→ **RECORDS SUPPLIED**:
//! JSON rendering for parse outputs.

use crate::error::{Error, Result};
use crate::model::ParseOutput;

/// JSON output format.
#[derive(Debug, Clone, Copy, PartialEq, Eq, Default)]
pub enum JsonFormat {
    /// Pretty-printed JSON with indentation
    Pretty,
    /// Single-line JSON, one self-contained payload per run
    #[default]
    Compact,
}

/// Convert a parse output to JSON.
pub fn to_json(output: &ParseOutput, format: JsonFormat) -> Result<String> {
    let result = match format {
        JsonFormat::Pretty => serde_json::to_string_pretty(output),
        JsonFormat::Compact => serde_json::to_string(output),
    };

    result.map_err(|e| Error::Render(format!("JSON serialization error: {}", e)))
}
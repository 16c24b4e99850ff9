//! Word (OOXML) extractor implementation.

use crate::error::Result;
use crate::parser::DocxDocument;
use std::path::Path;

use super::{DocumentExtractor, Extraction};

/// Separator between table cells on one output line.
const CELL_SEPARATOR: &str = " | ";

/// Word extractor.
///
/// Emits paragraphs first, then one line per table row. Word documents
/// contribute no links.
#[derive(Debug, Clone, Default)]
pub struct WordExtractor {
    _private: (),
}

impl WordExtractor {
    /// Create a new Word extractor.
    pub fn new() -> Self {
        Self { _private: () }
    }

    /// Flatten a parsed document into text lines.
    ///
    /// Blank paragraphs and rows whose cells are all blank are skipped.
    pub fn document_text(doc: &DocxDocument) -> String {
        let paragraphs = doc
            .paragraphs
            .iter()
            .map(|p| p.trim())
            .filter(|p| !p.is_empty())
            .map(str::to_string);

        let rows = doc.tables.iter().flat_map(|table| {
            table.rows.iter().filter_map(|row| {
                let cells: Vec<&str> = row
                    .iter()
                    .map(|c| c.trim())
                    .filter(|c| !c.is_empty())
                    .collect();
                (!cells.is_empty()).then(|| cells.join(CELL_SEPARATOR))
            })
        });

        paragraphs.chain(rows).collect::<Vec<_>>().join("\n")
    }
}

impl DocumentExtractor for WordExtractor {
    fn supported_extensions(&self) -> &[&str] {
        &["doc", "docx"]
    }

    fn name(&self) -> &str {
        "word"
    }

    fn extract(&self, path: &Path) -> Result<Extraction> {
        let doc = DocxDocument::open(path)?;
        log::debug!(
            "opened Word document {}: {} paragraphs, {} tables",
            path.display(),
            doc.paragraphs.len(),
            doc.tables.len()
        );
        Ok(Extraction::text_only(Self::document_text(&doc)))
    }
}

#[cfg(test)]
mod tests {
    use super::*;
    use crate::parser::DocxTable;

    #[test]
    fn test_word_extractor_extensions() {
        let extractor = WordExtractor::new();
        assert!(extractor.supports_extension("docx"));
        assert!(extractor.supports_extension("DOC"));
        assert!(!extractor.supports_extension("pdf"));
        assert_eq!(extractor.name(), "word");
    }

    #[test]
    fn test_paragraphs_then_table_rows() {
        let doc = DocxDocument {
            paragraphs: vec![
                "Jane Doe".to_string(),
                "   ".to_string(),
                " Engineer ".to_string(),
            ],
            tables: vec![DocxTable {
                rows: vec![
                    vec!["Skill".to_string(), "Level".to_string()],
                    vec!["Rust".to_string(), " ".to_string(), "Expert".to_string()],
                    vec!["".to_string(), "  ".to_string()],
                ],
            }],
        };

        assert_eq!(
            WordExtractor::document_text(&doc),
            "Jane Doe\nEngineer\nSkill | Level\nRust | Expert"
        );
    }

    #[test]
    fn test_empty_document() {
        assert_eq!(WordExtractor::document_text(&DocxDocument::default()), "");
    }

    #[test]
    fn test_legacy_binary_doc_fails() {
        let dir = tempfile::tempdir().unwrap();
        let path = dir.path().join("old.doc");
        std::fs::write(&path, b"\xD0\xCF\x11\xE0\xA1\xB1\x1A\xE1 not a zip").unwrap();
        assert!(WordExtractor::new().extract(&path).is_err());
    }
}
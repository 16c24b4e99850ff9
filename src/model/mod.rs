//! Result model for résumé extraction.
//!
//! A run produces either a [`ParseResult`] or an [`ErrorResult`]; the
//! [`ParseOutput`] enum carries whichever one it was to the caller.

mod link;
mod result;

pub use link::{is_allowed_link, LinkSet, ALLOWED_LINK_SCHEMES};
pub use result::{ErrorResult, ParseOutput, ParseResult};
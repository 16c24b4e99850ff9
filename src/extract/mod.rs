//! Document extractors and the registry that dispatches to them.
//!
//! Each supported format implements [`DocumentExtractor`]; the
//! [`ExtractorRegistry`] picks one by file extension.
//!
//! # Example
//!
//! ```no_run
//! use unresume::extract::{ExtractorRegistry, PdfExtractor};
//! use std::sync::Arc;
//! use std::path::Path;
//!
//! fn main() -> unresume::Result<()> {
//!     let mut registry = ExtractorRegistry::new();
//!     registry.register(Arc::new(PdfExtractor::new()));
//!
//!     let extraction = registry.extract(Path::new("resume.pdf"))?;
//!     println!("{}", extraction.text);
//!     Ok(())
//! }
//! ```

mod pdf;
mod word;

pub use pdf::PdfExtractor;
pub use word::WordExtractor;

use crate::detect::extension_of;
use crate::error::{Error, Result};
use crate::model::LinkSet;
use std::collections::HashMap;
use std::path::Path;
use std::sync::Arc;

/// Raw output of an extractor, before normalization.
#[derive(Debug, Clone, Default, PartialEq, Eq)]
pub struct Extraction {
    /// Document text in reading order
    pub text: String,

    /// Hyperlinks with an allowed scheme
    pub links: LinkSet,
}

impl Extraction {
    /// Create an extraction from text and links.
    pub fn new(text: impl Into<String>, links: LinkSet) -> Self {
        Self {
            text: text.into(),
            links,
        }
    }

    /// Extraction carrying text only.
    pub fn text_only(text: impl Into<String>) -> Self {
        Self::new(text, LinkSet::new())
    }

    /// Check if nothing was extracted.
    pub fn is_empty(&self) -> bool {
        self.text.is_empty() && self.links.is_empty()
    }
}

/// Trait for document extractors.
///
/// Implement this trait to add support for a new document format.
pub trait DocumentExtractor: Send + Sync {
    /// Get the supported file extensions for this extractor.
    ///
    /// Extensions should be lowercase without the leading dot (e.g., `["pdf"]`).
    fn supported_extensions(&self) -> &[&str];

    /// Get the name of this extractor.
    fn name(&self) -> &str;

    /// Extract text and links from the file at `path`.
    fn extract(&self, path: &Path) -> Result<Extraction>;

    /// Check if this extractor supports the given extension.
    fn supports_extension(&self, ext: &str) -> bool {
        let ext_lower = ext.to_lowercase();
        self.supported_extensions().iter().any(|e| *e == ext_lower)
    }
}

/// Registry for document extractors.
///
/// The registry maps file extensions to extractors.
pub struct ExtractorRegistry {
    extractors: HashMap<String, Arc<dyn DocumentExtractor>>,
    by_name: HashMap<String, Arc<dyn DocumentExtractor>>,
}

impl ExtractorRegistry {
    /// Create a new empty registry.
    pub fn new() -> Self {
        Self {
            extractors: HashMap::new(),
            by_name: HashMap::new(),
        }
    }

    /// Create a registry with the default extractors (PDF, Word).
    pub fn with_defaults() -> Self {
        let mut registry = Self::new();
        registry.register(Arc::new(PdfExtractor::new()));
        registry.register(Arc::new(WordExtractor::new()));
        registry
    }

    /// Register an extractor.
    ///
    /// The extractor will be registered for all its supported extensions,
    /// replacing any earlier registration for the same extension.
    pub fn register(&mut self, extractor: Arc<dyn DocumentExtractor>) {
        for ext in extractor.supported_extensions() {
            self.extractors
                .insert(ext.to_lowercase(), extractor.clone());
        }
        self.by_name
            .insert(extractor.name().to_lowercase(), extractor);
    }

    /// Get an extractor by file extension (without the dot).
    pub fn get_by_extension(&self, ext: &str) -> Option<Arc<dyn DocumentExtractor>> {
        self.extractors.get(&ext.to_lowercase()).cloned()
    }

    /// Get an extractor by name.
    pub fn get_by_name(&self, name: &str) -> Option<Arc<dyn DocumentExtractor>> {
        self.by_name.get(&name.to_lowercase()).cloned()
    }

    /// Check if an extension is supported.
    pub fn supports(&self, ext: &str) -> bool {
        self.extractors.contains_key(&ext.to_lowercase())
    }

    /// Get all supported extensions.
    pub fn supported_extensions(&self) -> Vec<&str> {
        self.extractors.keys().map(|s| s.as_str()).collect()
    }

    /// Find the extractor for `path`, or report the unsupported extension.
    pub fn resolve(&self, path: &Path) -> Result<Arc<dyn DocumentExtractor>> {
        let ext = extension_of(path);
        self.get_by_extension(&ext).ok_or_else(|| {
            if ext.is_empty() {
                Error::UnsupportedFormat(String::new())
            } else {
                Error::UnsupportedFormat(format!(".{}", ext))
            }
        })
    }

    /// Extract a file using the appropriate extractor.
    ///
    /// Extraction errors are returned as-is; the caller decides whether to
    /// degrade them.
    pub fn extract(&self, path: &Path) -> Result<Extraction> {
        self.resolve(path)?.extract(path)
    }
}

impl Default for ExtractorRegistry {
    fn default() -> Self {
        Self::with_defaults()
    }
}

→ **THE TASK**: Your task is to copy each line of the listing that holds the word "Pretty".

→ **ANSWER BOX**:
    /// Pretty-printed JSON with indentation
    Pretty,
        JsonFormat::Pretty => serde_json::to_string_pretty(output),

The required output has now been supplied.